- TASK: Copy each line of the entries that contains the word "initialised".
══ INFORMATION SUPPLIED ══
//! The generational evolution engine.

// Statistics use intentional casts between count and rate types
#![allow(clippy::cast_precision_loss)]

use crate::complexity::{ComplexityMode, ComplexityRegulation};
use crate::evaluation::{EvaluationError, FitnessEvaluator};
use crate::evolution::offspring::{Offspring, OffspringBuilder};
use crate::evolution::settings::EvolutionSettings;
use crate::evolution::stats::EvolutionStats;
use crate::evolution::update_species_allocation;
use crate::population::Population;
use crate::reproduction::{AsexualReproduction, SexualReproduction};
use crate::scalar::Scalar;
use crate::speciation::SpeciationStrategy;
use crate::stochastic::sort_desc_random_ties;
use rand::rngs::SmallRng;
use std::fmt;
use std::sync::Arc;
use std::time::{Duration, Instant};

/// Orchestrates one generation at a time over a population and its
/// collaborator strategies.
///
/// The engine is strictly sequential: each phase of a generation depends
/// on the previous phase's completed output, and the population is owned
/// exclusively by the engine for the run's duration. The fitness evaluator
/// and speciation strategy may parallelize internally over read-only
/// genome views.
///
/// Lifecycle: construct, call [`EvolutionEngine::initialise`] once, then
/// call [`EvolutionEngine::perform_one_generation`] repeatedly until the
/// caller decides to stop (typically when
/// [`EvolutionStats::stop_condition_satisfied`] turns true). The engine
/// itself has no terminal state.
pub struct EvolutionEngine<W: Scalar> {
    settings_current: EvolutionSettings,
    settings_complexifying: EvolutionSettings,
    settings_simplifying: EvolutionSettings,
    evaluator: Box<dyn FitnessEvaluator<W>>,
    speciation: Box<dyn SpeciationStrategy<W>>,
    complexity: Box<dyn ComplexityRegulation>,
    asexual: Box<dyn AsexualReproduction<W>>,
    sexual: Box<dyn SexualReproduction<W>>,
    offspring_builder: OffspringBuilder,
    population: Population<W>,
    rng: SmallRng,
    stats: EvolutionStats,
    initialised: bool,
    eval_count_prev: u64,
    eval_rate_sample_time: Option<Instant>,
}

impl<W: Scalar> EvolutionEngine<W> {
    /// Construct an engine over a population and its collaborators.
    ///
    /// # Panics
    ///
    /// Panics if the settings fail validation or the species count exceeds
    /// the population size.
    #[allow(clippy::too_many_arguments)]
    #[must_use]
    pub fn new(
        settings: EvolutionSettings,
        evaluator: Box<dyn FitnessEvaluator<W>>,
        speciation: Box<dyn SpeciationStrategy<W>>,
        complexity: Box<dyn ComplexityRegulation>,
        asexual: Box<dyn AsexualReproduction<W>>,
        sexual: Box<dyn SexualReproduction<W>>,
        mut population: Population<W>,
        rng: SmallRng,
    ) -> Self {
        settings.validate();
        assert!(
            settings.species_count <= population.genomes().len(),
            "species count is higher than the population size"
        );

        population
            .stats_mut()
            .best_fitness_history
            .reset_capacity(settings.statistics_history_length);
        population
            .stats_mut()
            .mean_complexity_history
            .reset_capacity(settings.statistics_history_length);

        let offspring_builder = OffspringBuilder::new(settings.interspecies_mating_proportion);

        Self {
            settings_current: settings,
            settings_complexifying: settings,
            settings_simplifying: settings.simplifying(),
            evaluator,
            speciation,
            complexity,
            asexual,
            sexual,
            offspring_builder,
            population,
            rng,
            stats: EvolutionStats::default(),
            initialised: false,
            eval_count_prev: 0,
            eval_rate_sample_time: None,
        }
    }

    /// The population under evolution.
    #[must_use]
    pub fn population(&self) -> &Population<W> {
        &self.population
    }

    /// Cumulative run statistics.
    #[must_use]
    pub fn stats(&self) -> &EvolutionStats {
        &self.stats
    }

    /// The complexity regulation mode currently in force.
    #[must_use]
    pub fn complexity_mode(&self) -> ComplexityMode {
        self.complexity.current_mode()
    }

    /// Evaluate the starting population, cluster it into species, and
    /// record the starting statistics.
    ///
    /// # Errors
    ///
    /// Propagates any evaluator error unmodified.
    ///
    /// # Panics
    ///
    /// Panics if the speciation strategy violates its contract.
    pub fn initialise(&mut self) -> Result<(), EvaluationError> {
        self.evaluator.evaluate(self.population.genomes())?;

        let evaluator = &*self.evaluator;
        self.population.initialise_species(
            &*self.speciation,
            self.settings_current.species_count,
            &|a, b| evaluator.compare_fitness(a, b),
            &mut self.rng,
        );

        let evaluation_count = self.population.genomes().len() as u64;
        self.update_stats(evaluation_count, 0, 0, 0);
        self.initialised = true;
        Ok(())
    }

    /// Perform one generation of the evolution algorithm.
    ///
    /// Creates offspring from the current species, trims every species to
    /// its elite prefix, rebuilds the population genome list, evaluates
    /// (offspring only, when the evaluator is deterministic), re-integrates
    /// the offspring into species, refreshes statistics and allocations,
    /// and updates the complexity regulation mode.
    ///
    /// # Errors
    ///
    /// Propagates any evaluator error unmodified; no phase is retried.
    ///
    /// # Panics
    ///
    /// Panics if called before [`EvolutionEngine::initialise`], or if a
    /// collaborator violates its contract (e.g. speciation leaves an empty
    /// species).
    pub fn perform_one_generation(&mut self) -> Result<(), EvaluationError> {
        assert!(self.initialised, "the engine is not initialised");

        // 1. Create offspring from the current species.
        let offspring = self.create_offspring();

        // 2. Trim every species back to its elite prefix. The genome lists
        // are sorted best-first, so truncation keeps the fittest. A species
        // trimmed to zero elites has gone extinct.
        let mut extinct_species = false;
        for sp in self
            .population
            .species_mut()
            .expect("initialised population has species")
        {
            sp.genomes.truncate(sp.stats.elite_size);
            if sp.stats.elite_size == 0 {
                extinct_species = true;
            }
        }

        // 3. Rebuild the flat genome list from the surviving elites, and
        // 4. append the new offspring. (Offspring are appended before
        // evaluation because a non-deterministic evaluator re-scores the
        // elites too.)
        let survivors: Vec<_> = self
            .population
            .species()
            .expect("initialised population has species")
            .iter()
            .flat_map(|sp| sp.genomes.iter().cloned())
            .collect();
        let genomes = self.population.genomes_mut();
        *genomes = survivors;
        genomes.extend(offspring.genomes.iter().cloned());

        // 5. Evaluate. A deterministic evaluator only needs to score the
        // offspring; the elites keep their scores from earlier generations.
        let evaluation_count = if self.evaluator.is_deterministic() {
            self.evaluator.evaluate(&offspring.genomes)?;
            offspring.genomes.len()
        } else {
            self.evaluator.evaluate(self.population.genomes())?;
            self.population.genomes().len()
        };

        // 6. Integrate the offspring into the species.
        self.integrate_offspring(&offspring, extinct_species);

        // 7. Update statistics and next-generation allocations.
        self.update_stats(
            evaluation_count as u64,
            offspring.asexual_count,
            offspring.recombination_count,
            offspring.interspecies_count,
        );

        // 8. Complexity regulation.
        self.update_complexity_mode();

        Ok(())
    }

    fn create_offspring(&mut self) -> Offspring<W> {
        self.offspring_builder.create_offspring(
            self.population
                .species()
                .expect("initialised population has species"),
            &*self.asexual,
            &*self.sexual,
            &*self.evaluator,
            &mut self.rng,
        )
    }

    /// Add the offspring to the species partition.
    ///
    /// If any species went extinct this generation, species membership is
    /// recomputed from scratch to redistribute all genomes evenly.
    /// Otherwise offspring are assigned incrementally to existing species,
    /// and every species is re-sorted best-first with randomized ties —
    /// both paths end with freshly sorted species.
    fn integrate_offspring(&mut self, offspring: &Offspring<W>, extinct_species: bool) {
        let evaluator = &*self.evaluator;
        if extinct_species {
            self.population.clear_all_species();
            self.population.initialise_species(
                &*self.speciation,
                self.settings_current.species_count,
                &|a, b| evaluator.compare_fitness(a, b),
                &mut self.rng,
            );
        } else {
            let species = self
                .population
                .species_mut()
                .expect("initialised population has species");
            self.speciation
                .speciate_add(&offspring.genomes, species, &mut self.rng);
            for sp in &mut **species {
                sort_desc_random_ties(
                    &mut sp.genomes,
                    |a, b| evaluator.compare_fitness(a.fitness(), b.fitness()),
                    &mut self.rng,
                );
            }
        }

        assert!(
            !self.population.contains_empty_species(),
            "speciation resulted in one or more empty species"
        );
    }

    fn update_stats(
        &mut self,
        evaluation_count_delta: u64,
        offspring_asexual_count: usize,
        offspring_recombination_count: usize,
        offspring_interspecies_count: usize,
    ) {
        let evaluator = &*self.evaluator;
        self.population
            .update_stats(&|a, b| evaluator.compare_fitness(a, b), &mut self.rng);

        // Record the current generation number, and advance the sequence.
        let generation_seq = Arc::clone(self.population.generation_seq());
        self.stats.generation = generation_seq.peek();
        let _ = generation_seq.next_id();

        self.stats.stop_condition_satisfied = self
            .evaluator
            .stop_condition_met(self.population.stats().best_fitness);

        self.stats.total_evaluation_count += evaluation_count_delta;
        self.update_evaluations_per_sec();

        self.stats.total_offspring_count +=
            (offspring_asexual_count + offspring_recombination_count) as u64;
        self.stats.total_offspring_asexual_count += offspring_asexual_count as u64;
        self.stats.total_offspring_recombination_count += offspring_recombination_count as u64;
        self.stats.total_offspring_interspecies_count += offspring_interspecies_count as u64;

        update_species_allocation(&mut self.population, &self.settings_current, &mut self.rng);
    }

    /// Refresh the evaluations-per-second figure over windows of at least
    /// one second; shorter windows give unrepresentative rates.
    fn update_evaluations_per_sec(&mut self) {
        let now = Instant::now();
        match self.eval_rate_sample_time {
            None => {
                self.eval_count_prev = self.stats.total_evaluation_count;
                self.eval_rate_sample_time = Some(now);
            }
            Some(prev) => {
                let elapsed = now.duration_since(prev);
                if elapsed > Duration::from_secs(1) {
                    let delta = self.stats.total_evaluation_count - self.eval_count_prev;
                    self.stats.evaluations_per_sec = delta as f64 / elapsed.as_secs_f64();
                    self.eval_count_prev = self.stats.total_evaluation_count;
                    self.eval_rate_sample_time = Some(now);
                }
            }
        }
    }

    fn update_complexity_mode(&mut self) {
        let previous_mode = self.complexity.current_mode();
        let mode = self
            .complexity
            .update_mode(&self.stats, self.population.stats());
        if mode == previous_mode {
            return;
        }

        self.asexual.notify_complexity_mode(mode);
        self.settings_current = match mode {
            ComplexityMode::Complexifying => self.settings_complexifying,
            ComplexityMode::Simplifying => self.settings_simplifying,
        };
    }
}

impl<W: Scalar> fmt::Debug for EvolutionEngine<W> {
    fn fmt(&self, f: &mut fmt::Formatter<'_>) -> fmt::Result {
        f.debug_struct("EvolutionEngine")
            .field("initialised", &self.initialised)
            .field("stats", &self.stats)
            .field("population", &self.population)
            .finish_non_exhaustive()
    }
}
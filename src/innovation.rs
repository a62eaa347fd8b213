//! Innovation id allocation and the added-node history buffer.
//!
//! Node and genome ids are minted from shared atomic sequences. The
//! added-node buffer remembers which node id resulted from splitting a
//! given connection, so that the same structural mutation occurring in two
//! genomes of a run yields the same node id and the genomes remain
//! structurally comparable. The buffer is a bounded cache, not a ledger:
//! entries evicted by newer registrations simply cause a fresh id to be
//! minted on the next occurrence.

use std::collections::HashMap;
use std::sync::atomic::{AtomicU32, Ordering};

/// A shared monotonic id sequence.
#[derive(Debug)]
pub struct IdSequence {
    next: AtomicU32,
}

impl IdSequence {
    /// Create a sequence whose first issued id is `start`.
    #[must_use]
    pub fn new(start: u32) -> Self {
        Self {
            next: AtomicU32::new(start),
        }
    }

    /// Issue the next id.
    #[must_use]
    pub fn next_id(&self) -> u32 {
        self.next.fetch_add(1, Ordering::Relaxed)
    }

    /// The id the next call to [`Self::next_id`] will issue.
    #[must_use]
    pub fn peek(&self) -> u32 {
        self.next.load(Ordering::Relaxed)
    }

    /// Reposition the sequence so the next issued id is `next`, e.g. when
    /// restoring state from a checkpoint.
    pub fn set_next(&self, next: u32) {
        self.next.store(next, Ordering::Relaxed);
    }
}

/// A bounded history of added nodes, keyed by the connection that was
/// split to create them.
///
/// Fixed-capacity ring of (connection, node id) entries plus a key → slot
/// index; both are updated together on insert, and eviction overwrites the
/// oldest slot while dropping its key from the index.
#[derive(Debug)]
pub struct AddedNodeBuffer {
    slots: Vec<Option<((u32, u32), u32)>>,
    index: HashMap<(u32, u32), usize>,
    oldest_slot: usize,
}

impl AddedNodeBuffer {
    /// Create a buffer that retains at most `capacity` entries.
    ///
    /// # Panics
    ///
    /// Panics if `capacity` is zero.
    #[must_use]
    pub fn new(capacity: usize) -> Self {
        assert!(capacity > 0, "buffer capacity must be >= 1");
        Self {
            slots: vec![None; capacity],
            index: HashMap::with_capacity(capacity),
            oldest_slot: 0,
        }
    }

    /// The maximum number of entries retained.
    #[must_use]
    pub fn capacity(&self) -> usize {
        self.slots.len()
    }

    /// Record that splitting `connection` produced `node_id`.
    ///
    /// A repeat registration for the same connection overwrites the
    /// previous mapping in place; otherwise the oldest entry is evicted if
    /// the buffer is full.
    pub fn register(&mut self, connection: (u32, u32), node_id: u32) {
        if let Some(&slot) = self.index.get(&connection) {
            self.slots[slot] = Some((connection, node_id));
            return;
        }

        if let Some((old_key, _)) = self.slots[self.oldest_slot] {
            self.index.remove(&old_key);
        }
        self.slots[self.oldest_slot] = Some((connection, node_id));
        self.index.insert(connection, self.oldest_slot);
        self.oldest_slot = (self.oldest_slot + 1) % self.slots.len();
    }

    /// The node id most recently registered for `connection`, if still
    /// resident.
    #[must_use]
    pub fn try_lookup(&self, connection: (u32, u32)) -> Option<u32> {
        self.index
            .get(&connection)
            .and_then(|&slot| self.slots[slot])
            .map(|(_, node_id)| node_id)
    }
}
═══
- WORKED SOLUTION:
    initialised: bool,
            initialised: false,
        self.initialised = true;
        assert!(self.initialised, "the engine is not initialised");
            .expect("initialised population has species")
            .expect("initialised population has species")
                .expect("initialised population has species"),
                .expect("initialised population has species");
            .field("initialised", &self.initialised)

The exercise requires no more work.